Medicine has gone down Alice in Wonderland’s rabbit hole. Looking at the size of practices today, it seems like some of them have taken red pills and the rest have taken blue ones: most of them are getting bigger and bigger and bigger, while some are getting smaller and smaller. As the giant practices gobble up their competition to become ever more gargantuan, others are shrinking down into micropractices.
Everyone has an excuse.
Accountable Care Organizations supposedly mandated by the Affordable Care Act require giant conglomerates of physicians to provide all the care (care management, actually) for whole populations in order to (somehow) spend less while doing so. That this fails mathematically seems as lost on the current crop of folks as it was on their predecessors who brought you HMOs twenty years ago. Still, it requires doctors to organize into large groups; the larger the better.
Others speak of economies of scale. Larger groups are supposed to have more buying clout for supplies and other services. That may be, though I do pretty well at Costco. They certainly have more clout negotiating with payers, though again, this has nothing to do with saving money, since they often have enough pull to rake in significantly more of it. In fact, there are many diseconomies of scale: larger groups need more space (higher rents) and more support (higher payroll). It’s much harder to make changes in how things are done when having to go through a chain of command.
Because of these and other reasons, many doctors — both primary care and specialties — are going the other way: smaller and smaller. The end result, of course, is the micropractice: one doctor, all alone, usually supported by a fair amount of technology. Answering machines (or Google Voice) to pick up the phone while seeing patients and electronic medical records (both for medical documentation and for scheduling) make the model viable.
I’ve gone both directions. When I first started out in practice, I assumed I would eventually take on partners and grow into a group of some kind. I bought an office condo, then later bought the one next door and expanded. I took on a PA, then an NP. The practice grew all right. My strategy was to get the numerator where it should be, then grow the denominator. Things didn’t quite work out, though. With each addition, my income nose-dived. There was no way I could afford to bring in another doc. Eventually both the PA and the NP left for greener pastures. The staff shrank from four back down to two, then to one. Looking back over the finances, I discovered something interesting: the smaller I was, the better I did.

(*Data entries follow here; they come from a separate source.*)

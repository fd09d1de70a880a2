#![forbid(unsafe_code)]

//! Orchestration of partitioning, selection state, and host notification.
//!
//! The engine owns the selection sets and the behavior switches; the data
//! source and the target key sequence stay with the host and are passed into
//! every operation, so a "move" is just a new target key sequence handed
//! back. One host event maps to one synchronous operation call; there is no
//! suspension, no I/O, and no concurrent invocation to guard against.

use std::any::Any;
use std::fmt;

use ahash::AHashSet;

use crate::hooks::{MoveOutcome, TransferHooks};
use crate::item::{KeyFn, TransferItem, resolve_key};
use crate::pane::{Direction, Pane};
use crate::partition::{Partition, partition};
use crate::selection::SelectionState;

#[cfg(feature = "tracing")]
use web_time::Instant;

/// Behavior switches for a transfer engine.
pub struct TransferConfig<P> {
    one_way: bool,
    disabled: bool,
    key_fn: Option<KeyFn<P>>,
}

impl<P> Default for TransferConfig<P> {
    fn default() -> Self {
        Self {
            one_way: false,
            disabled: false,
            key_fn: None,
        }
    }
}

impl<P> TransferConfig<P> {
    /// Two-way transfer, enabled, keys read from the records.
    #[must_use]
    pub fn new() -> Self {
        Self::default()
    }

    /// One-way mode: records leave the target through per-row removal
    /// instead of a target→source move.
    #[must_use]
    pub fn one_way(mut self, one_way: bool) -> Self {
        self.one_way = one_way;
        self
    }

    /// Disable the whole control. Presentation-level: activation helpers
    /// report inactive, but operations themselves stay callable.
    #[must_use]
    pub fn disabled(mut self, disabled: bool) -> Self {
        self.disabled = disabled;
        self
    }

    /// Derive record keys with `f` instead of reading [`TransferItem::key`].
    #[must_use]
    pub fn key_fn(mut self, f: impl Fn(&TransferItem<P>) -> String + 'static) -> Self {
        self.key_fn = Some(Box::new(f));
        self
    }
}

impl<P> fmt::Debug for TransferConfig<P> {
    fn fmt(&self, f: &mut fmt::Formatter<'_>) -> fmt::Result {
        f.debug_struct("TransferConfig")
            .field("one_way", &self.one_way)
            .field("disabled", &self.disabled)
            .field("key_fn", &self.key_fn.is_some())
            .finish()
    }
}

/// Persistable selection state of a transfer engine.
#[derive(Clone, Debug, Default, PartialEq, Eq)]
#[cfg_attr(
    feature = "state-persistence",
    derive(serde::Serialize, serde::Deserialize)
)]
pub struct TransferPersistState {
    /// Selected keys of the source pane.
    pub source_selected: Vec<String>,
    /// Selected keys of the target pane.
    pub target_selected: Vec<String>,
}

/// The transfer control's data engine.
///
/// Composes the partitioner and the selection store to answer the user
/// intents (select item, select all, move, remove-from-target) and emits
/// the resulting deltas through [`TransferHooks`].
pub struct TransferEngine<P> {
    config: TransferConfig<P>,
    selection: SelectionState,
    hooks: TransferHooks,
}

impl<P> TransferEngine<P> {
    /// Engine with empty selections.
    #[must_use]
    pub fn new(config: TransferConfig<P>) -> Self {
        Self {
            config,
            selection: SelectionState::new(),
            hooks: TransferHooks::new(),
        }
    }

    /// Engine whose initial selections are split from a host-supplied
    /// combined key set against `target_keys`.
    #[must_use]
    pub fn with_selected_keys(
        config: TransferConfig<P>,
        selected_keys: &[String],
        target_keys: &[String],
    ) -> Self {
        let mut engine = Self::new(config);
        engine.selection.resync_from_combined(selected_keys, target_keys);
        engine
    }

    /// Register host callbacks.
    #[must_use]
    pub fn hooks(mut self, hooks: TransferHooks) -> Self {
        self.hooks = hooks;
        self
    }

    /// Current selection state.
    #[must_use]
    pub fn selection(&self) -> &SelectionState {
        &self.selection
    }

    /// Whether the control is in one-way mode.
    #[must_use]
    pub const fn is_one_way(&self) -> bool {
        self.config.one_way
    }

    /// Whether the whole control is disabled.
    #[must_use]
    pub const fn is_disabled(&self) -> bool {
        self.config.disabled
    }

    /// Whether the source→target action has anything to move.
    #[must_use]
    pub fn right_active(&self) -> bool {
        !self.config.disabled && !self.selection.pane(Pane::Source).is_empty()
    }

    /// Whether the target→source action has anything to move. Never active
    /// in one-way mode, where the target sheds rows through removal.
    #[must_use]
    pub fn left_active(&self) -> bool {
        !self.config.disabled
            && !self.config.one_way
            && !self.selection.pane(Pane::Target).is_empty()
    }

    /// Split `data` across the two panes according to `target_keys`.
    #[must_use]
    pub fn partition<'a>(
        &self,
        data: &'a [TransferItem<P>],
        target_keys: &[String],
    ) -> Partition<'a, P> {
        partition(data, target_keys, self.config.key_fn.as_ref())
    }

    /// Move the originating pane's selection across.
    ///
    /// Disabled records are dropped from the moving set even if erroneously
    /// selected. `Right` prepends the moved keys to the target sequence;
    /// `Left` removes them from it, preserving the remainder's order. Both
    /// panes' selections are cleared, and the host is notified in order:
    /// new target keys, combined selection (now empty), per-pane selection,
    /// change payload. A move of zero keys (everything selected was
    /// disabled) still clears and still notifies.
    pub fn move_to(
        &mut self,
        direction: Direction,
        data: &[TransferItem<P>],
        target_keys: &[String],
    ) -> MoveOutcome {
        #[cfg(feature = "tracing")]
        let started = Instant::now();

        let moving: Vec<String> = self
            .selection
            .pane(direction.origin())
            .iter()
            .cloned()
            .collect();

        let disabled_keys: AHashSet<String> = data
            .iter()
            .filter(|item| item.is_disabled())
            .map(|item| resolve_key(item, self.config.key_fn.as_ref()))
            .collect();
        let effective: Vec<String> = moving
            .into_iter()
            .filter(|key| !disabled_keys.contains(key))
            .collect();

        let new_target_keys = match direction {
            Direction::Right => {
                let mut keys = effective.clone();
                keys.extend(target_keys.iter().cloned());
                keys
            }
            Direction::Left => {
                let removed: AHashSet<&String> = effective.iter().collect();
                target_keys
                    .iter()
                    .filter(|key| !removed.contains(key))
                    .cloned()
                    .collect()
            }
        };

        // The originating side empties silently; the opposite side empties
        // through the normal select-change path so the host still observes a
        // combined-selection update.
        self.selection.clear(direction.origin());
        self.hooks.emit_target_keys(&new_target_keys);
        self.selection.clear(direction.origin().opposite());
        self.notify_selection();

        let outcome = MoveOutcome {
            new_target_keys,
            direction,
            moved_keys: effective,
        };
        self.hooks.emit_change(&outcome);

        #[cfg(feature = "tracing")]
        tracing::debug!(
            message = "transfer.move",
            direction = ?direction,
            moved = outcome.moved_keys.len(),
            target_len = outcome.new_target_keys.len(),
            duration_us = started.elapsed().as_micros() as u64
        );

        outcome
    }

    /// Select or deselect one key in `pane`, then notify.
    ///
    /// Notifies even when the selection did not structurally change.
    pub fn select_item(&mut self, pane: Pane, key: &str, checked: bool) {
        self.selection.select_one(pane, key, checked);
        self.notify_selection();
    }

    /// Merge or subtract the currently visible keys of `pane`, then notify.
    pub fn select_all(&mut self, pane: Pane, visible_keys: &[String], check_all: bool) {
        self.selection.select_all(pane, visible_keys, check_all);
        self.notify_selection();
    }

    /// Toggle each currently visible key of `pane`, then notify.
    pub fn invert_selection(&mut self, pane: Pane, visible_keys: &[String]) {
        self.selection.invert(pane, visible_keys);
        self.notify_selection();
    }

    /// One-way mode's per-row removal from the target pane.
    ///
    /// Bypasses selection state entirely (nothing is read or cleared) and
    /// is always reported as a target→source change.
    pub fn remove_from_target(
        &mut self,
        removed_keys: &[String],
        target_keys: &[String],
    ) -> MoveOutcome {
        let removed: AHashSet<&String> = removed_keys.iter().collect();
        let new_target_keys: Vec<String> = target_keys
            .iter()
            .filter(|key| !removed.contains(key))
            .cloned()
            .collect();

        self.hooks.emit_target_keys(&new_target_keys);
        let outcome = MoveOutcome {
            new_target_keys,
            direction: Direction::Left,
            moved_keys: removed_keys.to_vec(),
        };
        self.hooks.emit_change(&outcome);

        #[cfg(feature = "tracing")]
        tracing::debug!(
            message = "transfer.remove",
            removed = outcome.moved_keys.len(),
            target_len = outcome.new_target_keys.len()
        );

        outcome
    }

    /// External controlled-selection override; fully replaces both panes'
    /// selections from one combined key set. Does not notify; the host
    /// already knows what it supplied.
    pub fn resync_selected(&mut self, combined: &[String], target_keys: &[String]) {
        self.selection.resync_from_combined(combined, target_keys);
    }

    /// Forward a search-box edit for `pane`.
    pub fn notify_search(&mut self, pane: Pane, query: &str) {
        self.hooks.emit_search(pane, query);
    }

    /// Forward a search-box clear for `pane`, reported as an empty query.
    pub fn notify_clear_search(&mut self, pane: Pane) {
        self.hooks.emit_search(pane, "");
    }

    /// Forward an opaque scroll payload for `pane`.
    pub fn notify_scroll(&mut self, pane: Pane, payload: &dyn Any) {
        self.hooks.emit_scroll(pane, payload);
    }

    /// Snapshot both selection sets.
    #[must_use]
    pub fn save_state(&self) -> TransferPersistState {
        TransferPersistState {
            source_selected: self.selection.pane(Pane::Source).iter().cloned().collect(),
            target_selected: self.selection.pane(Pane::Target).iter().cloned().collect(),
        }
    }

    /// Restore both selection sets from a snapshot.
    pub fn restore_state(&mut self, state: TransferPersistState) {
        self.selection.replace_pane(Pane::Source, &state.source_selected);
        self.selection.replace_pane(Pane::Target, &state.target_selected);
    }

    fn notify_selection(&mut self) {
        let combined = self.selection.combined();
        self.hooks.emit_selected_keys(&combined);
        let source: Vec<String> = self.selection.pane(Pane::Source).iter().cloned().collect();
        let target: Vec<String> = self.selection.pane(Pane::Target).iter().cloned().collect();
        self.hooks.emit_select_change(&source, &target);
    }
}

impl<P> fmt::Debug for TransferEngine<P> {
    fn fmt(&self, f: &mut fmt::Formatter<'_>) -> fmt::Result {
        f.debug_struct("TransferEngine")
            .field("config", &self.config)
            .field("selection", &self.selection)
            .field("hooks", &self.hooks)
            .finish()
    }
}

Now I watch small groups merge into bigger ones and big ones merge into enormous ones. Everyone else seems to see this as progress. Everyone except the patients, that is.
Think about the Patient Centered Medical Home (PCMH). Here is what it’s supposed to do:
Provide comprehensive primary care for people of all ages and medical conditions. It is a way for a physician-led medical practice, chosen by the patient, to integrate health care services for that patient who confronts a complex and confusing health care system.
I’m already doing that. In fact, I’ve written about this before, and my conclusion stands: the goal of the PCMH is to make a large group practice function like a solo physician’s office to the patient. Think about it: same day appointments? Check. See the doctor you want when you want? Check. (I’m the only doc in the office.) Friendly one-on-one staff who know who you are when you call? Check. Much of the rest of it is by definition impossible to implement in a solo office (Team meetings? Leadership training? “Roles and responsibilities that are stimulating and rewarding”?) Some of it makes no sense at all. (“Budgeting for forecasting and management decisions”? What does that even mean??)
What’s lost in the push to get bigger are the considerable advantages of being smaller:
- Business flexibility
- Lower absolute overhead (smaller space; fewer supplies)
- Patient (ie, customer) service
You know; all the good things that make both patients and doctors happy.
So let everyone else go ahead and merge into one enormous, ever-expanding group practice — sort of like mercury coalescing (cue T-2) — until the entire country is nothing more than one huge provider network. I’ll be off on my own, where my micropracticing colleagues and I will be quietly caring for patients the old-fashioned way: one at a time. Oh wait: that’s the only way they can be cared for, whatever the wonks say. They’ll be healthy and I’ll be happy. What more can anyone ask?
Lucy Hornstein is a family physician who blogs at Musings of a Dinosaur, and is the author of Declarations of a Dinosaur: 10 Laws I’ve Learned as a Family Doctor.